Não há lugar do planeta tão reverenciado pela beleza quanto a cidade do Rio de Janeiro. O litoral contornado por morros como o Pão-de-Açúcar, que dão vista para o infinito do Atlântico, fazem do carioca um povo feliz por natureza. Entretanto, qualquer pessoa que resida ou venha visitar a região não tardará em perceber os inúmeros contrastes da terra de São Sebastião. As contradições, que começaram desde o período pré-colonial, agora saltam aos olhos do mundo com o decreto de intervenção federal.

Na primeira metade do século XVI, o desinteresse da Coroa Portuguesa por suas conquistas ultramarinas permitiu a formação da França Antártica, que acabou sendo desmantelada pelos legítimos possuidores, em virtude das constantes investidas militares conhecidas como Expedição Guarda-costas. O incidente bélico já era uma prévia do que iria ocorrer nos séculos posteriores, em que pessoas unidas pelos mesmos laços culturais passariam a se enfrentar em luta de morte, assim como fizeram as nações indígenas associadas ao homem branco europeu, em uma guerra com objetivos completamente estranhos aos seus interesses. Desde então, o espaço físico que hoje compreende o município Rio de Janeiro jamais perdeu a sua posição de destaque na historiografia nacional. Por suas praias vieram os jesuítas carregando a cruz do Redentor, que hoje assiste a tudo do alto do Corcovado; dos seus campos partiram os bandeirantes para envergar a linha de Tordesilhas; e em seu terreno tomado de pedras ergueram-se os prédios que abrigaram a Monarquia; o primeiro Banco do Brasil; a Biblioteca Nacional; o Teatro Municipal; o Forte de Copacabana; e o Palácio do Catete, onde as decisões governamentais eram proferidas em última instância para as demais unidades da federação.

Em razão de o grande capital ter ficado concentrado no Rio de Janeiro, inevitavelmente, todo o resto a ele agregado não poderia deixar de se ambientar ao redor, sem qualquer possibilidade de triagem quanto aos respectivos efeitos de cunho sociológico. Assim, em paralelo ao grandioso parque industrial, implantado sem a mínima infraestrutura no setor de habitação e transporte, foram germinando as favelas. Os anos foram passando, e o inchaço populacional, agravado pela intensa imigração de todas as regiões do país, transformou rios, praias e lagoas em verdadeiros esgotos a céu aberto; nas proximidades dos grandes hotéis, proliferou-se a prostituição; e em virtude da ausência de políticas públicas para proporcionar o mínimo de oportunidade para a maioria da população, veio, sorrateiramente, a violência.

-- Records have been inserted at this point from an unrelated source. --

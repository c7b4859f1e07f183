//! Species-wide top and lowest levels

use crate::creature::{Creature, CreatureId};
use crate::stats::{Stat, STAT_COUNT};

/// Best and runner-up value of one stat across a species
///
/// Keeping the runner-up lets "best among everyone except X" be answered
/// without rescanning: if X holds the best, the runner-up is the answer.
#[derive(Debug, Clone, Copy, Default, PartialEq)]
struct Extreme {
    best: Option<(i32, CreatureId)>,
    runner_up: Option<i32>,
}

impl Extreme {
    fn offer(&mut self, level: i32, id: CreatureId, better: fn(i32, i32) -> bool) {
        match self.best {
            Some((best, _)) if !better(level, best) => {
                if self.runner_up.map_or(true, |r| better(level, r) || level == r) {
                    self.runner_up = Some(level);
                }
            }
            previous => {
                self.runner_up = previous.map(|(best, _)| best);
                self.best = Some((level, id));
            }
        }
    }

    fn excluding(&self, id: CreatureId) -> Option<i32> {
        match self.best {
            Some((_, holder)) if holder == id => self.runner_up,
            Some((best, _)) => Some(best),
            None => None,
        }
    }

    fn value(&self) -> Option<i32> {
        self.best.map(|(best, _)| best)
    }
}

/// Top and lowest wild levels per stat for one species
///
/// Only creatures that count for top stats (available or in a cryopod, not
/// placeholders) contribute, and unknown levels are skipped.
#[derive(Debug, Clone, Default, PartialEq)]
pub struct SpeciesLevels {
    top: [Extreme; STAT_COUNT],
    lowest: [Extreme; STAT_COUNT],
}

impl SpeciesLevels {
    pub fn compute(creatures: &[Creature]) -> Self {
        let mut levels = Self::default();
        for creature in creatures.iter().filter(|c| c.counts_for_top_stats()) {
            for stat in Stat::ALL {
                if let Some(level) = creature.level(stat) {
                    levels.top[stat.index()].offer(level, creature.id, |a, b| a > b);
                    levels.lowest[stat.index()].offer(level, creature.id, |a, b| a < b);
                }
            }
        }
        log::debug!("computed species levels over {} creatures", creatures.len());
        levels
    }

    /// Highest level of the stat in the species
    pub fn top(&self, stat: Stat) -> Option<i32> {
        self.top[stat.index()].value()
    }

    /// Highest level of the stat among creatures other than `id`
    pub fn top_excluding(&self, stat: Stat, id: CreatureId) -> Option<i32> {
        self.top[stat.index()].excluding(id)
    }

    pub fn lowest(&self, stat: Stat) -> Option<i32> {
        self.lowest[stat.index()].value()
    }

    pub fn lowest_excluding(&self, stat: Stat, id: CreatureId) -> Option<i32> {
        self.lowest[stat.index()].excluding(id)
    }
}
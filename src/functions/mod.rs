//! Function registry: the names usable as `{{#name: ...}}` in a pattern
//!
//! Every function receives its arguments unevaluated through [`CallArgs`] and
//! evaluates only the ones it needs, so `if` and `ifexpr` never render the
//! branch they do not take.

mod arithmetic;
mod conditional;
mod format;
mod lookup;
pub mod numfmt;
mod text;

use thiserror::Error;

use crate::eval::NamingContext;
use crate::parser::Arg;

/// Errors raised while a function runs
///
/// They never abort rendering; the call renders as `#<function>: <message>`.
#[derive(Debug, Clone, PartialEq, Error)]
pub enum FunctionError {
    /// A required argument was not given (1-based position)
    #[error("missing argument {0}")]
    MissingArgument(usize),

    #[error("'{0}' is not a number")]
    NotANumber(String),

    #[error("division by zero")]
    DivisionByZero,

    #[error("invalid expression '{0}'")]
    InvalidExpression(String),

    #[error("unknown casing '{0}'")]
    UnknownCasing(String),

    #[error("invalid format '{0}'")]
    InvalidFormat(String),

    #[error("format '{0}' requires an integer")]
    IntegerRequired(String),

    #[error("width {0} exceeds {max}", max = MAX_PAD_WIDTH)]
    WidthTooLarge(i64),
}

/// Widest result `padleft` and `padright` will produce
pub const MAX_PAD_WIDTH: usize = 1024;

/// Signature shared by all function implementations
pub type Handler = fn(&CallArgs<'_, '_>) -> Result<String, FunctionError>;

/// A known function
#[derive(Debug, Clone, Copy, PartialEq, Eq, Hash)]
pub enum Function {
    If,
    IfExpr,
    Expr,
    Len,
    Substring,
    Replace,
    CustomReplace,
    FloatDiv,
    Div,
    PadLeft,
    PadRight,
    Casing,
    Time,
    Format,
    FormatInt,
    IndexOf,
    Color,
}

impl Function {
    pub const ALL: [Function; 17] = [
        Function::If,
        Function::IfExpr,
        Function::Expr,
        Function::Len,
        Function::Substring,
        Function::Replace,
        Function::CustomReplace,
        Function::FloatDiv,
        Function::Div,
        Function::PadLeft,
        Function::PadRight,
        Function::Casing,
        Function::Time,
        Function::Format,
        Function::FormatInt,
        Function::IndexOf,
        Function::Color,
    ];

    /// Look up a function by name, ignoring case
    pub fn lookup(name: &str) -> Option<Function> {
        Function::ALL
            .into_iter()
            .find(|f| f.name().eq_ignore_ascii_case(name))
    }

    pub fn name(self) -> &'static str {
        match self {
            Function::If => "if",
            Function::IfExpr => "ifexpr",
            Function::Expr => "expr",
            Function::Len => "len",
            Function::Substring => "substring",
            Function::Replace => "replace",
            Function::CustomReplace => "customreplace",
            Function::FloatDiv => "float_div",
            Function::Div => "div",
            Function::PadLeft => "padleft",
            Function::PadRight => "padright",
            Function::Casing => "casing",
            Function::Time => "time",
            Function::Format => "format",
            Function::FormatInt => "format_int",
            Function::IndexOf => "indexof",
            Function::Color => "color",
        }
    }

    /// Call shape as written in a pattern
    pub fn usage(self) -> &'static str {
        match self {
            Function::If => "{{#if: text | if not empty | if empty }}",
            Function::IfExpr => "{{#ifexpr: a op b | if true | if false }}",
            Function::Expr => "{{#expr: a op b }}",
            Function::Len => "{{#len: text }}",
            Function::Substring => "{{#substring: text | start | length }}",
            Function::Replace => "{{#replace: text | find | replace by }}",
            Function::CustomReplace => "{{#customreplace: key | default }}",
            Function::FloatDiv => "{{#float_div: number | divisor | format }}",
            Function::Div => "{{#div: number | divisor }}",
            Function::PadLeft => "{{#padleft: text | length | padding character }}",
            Function::PadRight => "{{#padright: text | length | padding character }}",
            Function::Casing => "{{#casing: text | U, L or T }}",
            Function::Time => "{{#time: format }}",
            Function::Format => "{{#format: number | format }}",
            Function::FormatInt => "{{#format_int: number | format }}",
            Function::IndexOf => "{{#indexof: text | find }}",
            Function::Color => "{{#color: region | return name | include unused regions }}",
        }
    }

    pub fn handler(self) -> Handler {
        match self {
            Function::If => conditional::if_,
            Function::IfExpr => conditional::ifexpr,
            Function::Expr => arithmetic::expr,
            Function::Len => text::len,
            Function::Substring => text::substring,
            Function::Replace => text::replace,
            Function::CustomReplace => lookup::customreplace,
            Function::FloatDiv => arithmetic::float_div,
            Function::Div => arithmetic::div,
            Function::PadLeft => text::padleft,
            Function::PadRight => text::padright,
            Function::Casing => text::casing,
            Function::Time => format::time,
            Function::Format => format::format,
            Function::FormatInt => format::format_int,
            Function::IndexOf => text::indexof,
            Function::Color => lookup::color,
        }
    }
}

/// Lazily evaluated arguments of one call
pub struct CallArgs<'e, 'a> {
    args: &'e [Arg],
    eval: &'e dyn Fn(&Arg) -> String,
    ctx: &'e NamingContext<'a>,
}

impl<'e, 'a> CallArgs<'e, 'a> {
    pub fn new(
        args: &'e [Arg],
        eval: &'e dyn Fn(&Arg) -> String,
        ctx: &'e NamingContext<'a>,
    ) -> Self {
        Self { args, eval, ctx }
    }

    pub fn len(&self) -> usize {
        self.args.len()
    }

    pub fn is_empty(&self) -> bool {
        self.args.is_empty()
    }

    pub fn ctx(&self) -> &NamingContext<'a> {
        self.ctx
    }

    /// Evaluate an argument; a missing one reads as empty
    pub fn eval(&self, index: usize) -> String {
        self.eval_opt(index).unwrap_or_default()
    }

    /// Evaluate an argument if it was given
    pub fn eval_opt(&self, index: usize) -> Option<String> {
        self.args.get(index).map(|arg| (self.eval)(arg))
    }

    /// Evaluate an argument that was given and is not empty
    pub fn eval_non_empty(&self, index: usize) -> Option<String> {
        self.eval_opt(index).filter(|s| !s.trim().is_empty())
    }

    /// Evaluate a required numeric argument
    pub fn number(&self, index: usize) -> Result<f64, FunctionError> {
        let text = self
            .eval_non_empty(index)
            .ok_or(FunctionError::MissingArgument(index + 1))?;
        parse_number(&text)
    }

    /// Evaluate a required integer argument; fractions are truncated
    pub fn integer(&self, index: usize) -> Result<i64, FunctionError> {
        self.number(index).map(|n| n.trunc() as i64)
    }
}

/// Parse a number the way pattern authors write them, surrounding spaces allowed
pub(crate) fn parse_number(text: &str) -> Result<f64, FunctionError> {
    let trimmed = text.trim();
    trimmed
        .parse::<f64>()
        .ok()
        .filter(|n| n.is_finite())
        .ok_or_else(|| FunctionError::NotANumber(trimmed.to_string()))
}
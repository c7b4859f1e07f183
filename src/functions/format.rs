//! `format`, `format_int` and `time`

use super::numfmt::{format_float, format_integer};
use super::{parse_number, CallArgs, FunctionError};

const DEFAULT_TIME_FORMAT: &str = "yyyy-MM-dd HH:mm:ss";

/// `{{#format: number | format }}`
pub fn format(args: &CallArgs<'_, '_>) -> Result<String, FunctionError> {
    let number = args.number(0)?;
    format_float(number, args.eval(1).trim())
}

/// `{{#format_int: number | format }}`
pub fn format_int(args: &CallArgs<'_, '_>) -> Result<String, FunctionError> {
    let text = args
        .eval_non_empty(0)
        .ok_or(FunctionError::MissingArgument(1))?;
    let number = match text.trim().parse::<i64>() {
        Ok(n) => n,
        Err(_) => parse_number(&text)?.round() as i64,
    };
    format_integer(number, args.eval(1).trim())
}

/// `{{#time: format }}` with .NET-style date and time patterns
pub fn time(args: &CallArgs<'_, '_>) -> Result<String, FunctionError> {
    let format = args
        .eval_non_empty(0)
        .unwrap_or_else(|| DEFAULT_TIME_FORMAT.to_string());
    let strftime = to_strftime(format.trim());
    Ok(args.ctx().now.format(&strftime).to_string())
}

/// Translate a .NET date format into chrono's strftime syntax
///
/// Only specifiers chrono understands are emitted; everything else is
/// copied as literal text with `%` escaped.
fn to_strftime(format: &str) -> String {
    let chars: Vec<char> = format.chars().collect();
    let mut out = String::with_capacity(format.len() * 2);
    let mut i = 0;
    while i < chars.len() {
        let c = chars[i];
        match c {
            '\'' | '"' => {
                i += 1;
                while i < chars.len() && chars[i] != c {
                    push_literal(&mut out, chars[i]);
                    i += 1;
                }
                i += 1;
                continue;
            }
            '\\' => {
                if let Some(&next) = chars.get(i + 1) {
                    push_literal(&mut out, next);
                }
                i += 2;
                continue;
            }
            _ => {}
        }

        let run = chars[i..].iter().take_while(|&&x| x == c).count();
        let spec = match (c, run) {
            ('y', 1 | 2) => Some("%y"),
            ('y', _) => Some("%Y"),
            ('M', 1) => Some("%-m"),
            ('M', 2) => Some("%m"),
            ('M', 3) => Some("%b"),
            ('M', _) => Some("%B"),
            ('d', 1) => Some("%-d"),
            ('d', 2) => Some("%d"),
            ('d', 3) => Some("%a"),
            ('d', _) => Some("%A"),
            ('H', 1) => Some("%-H"),
            ('H', _) => Some("%H"),
            ('h', 1) => Some("%-I"),
            ('h', _) => Some("%I"),
            ('m', 1) => Some("%-M"),
            ('m', _) => Some("%M"),
            ('s', 1) => Some("%-S"),
            ('s', _) => Some("%S"),
            ('t', _) => Some("%p"),
            ('f' | 'F', 1..=3) => Some("%3f"),
            ('f' | 'F', 4..=6) => Some("%6f"),
            ('f' | 'F', _) => Some("%9f"),
            ('z' | 'K', _) => Some("%:z"),
            _ => None,
        };
        match spec {
            Some(spec) => {
                out.push_str(spec);
                i += run;
            }
            None => {
                push_literal(&mut out, c);
                i += 1;
            }
        }
    }
    out
}

fn push_literal(out: &mut String, c: char) {
    if c == '%' {
        out.push_str("%%");
    } else {
        out.push(c);
    }
}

A omissão dolosa dos governantes em todas as esferas do poder transferia para as polícias a responsabilidade de promover a segurança pública. Obviamente, o máximo que poderia ser realizado a base de ferro e fogo era a tarefa de colocar o pobre – sempre visto como bandido em potencial – em seu devido lugar, em nome de uma suposta paz social. Há de convir que, em uma cidade onde a maior favela do mundo fica ao lado de um clube de golfe, e apenas uma rodovia de mão dupla a separa dos luxuosos condomínios com vista para o mar (onde até governadores e presidentes da república já fixaram residência), o papel da polícia, indubitavelmente, por muito tempo, foi desempenhado com maestria.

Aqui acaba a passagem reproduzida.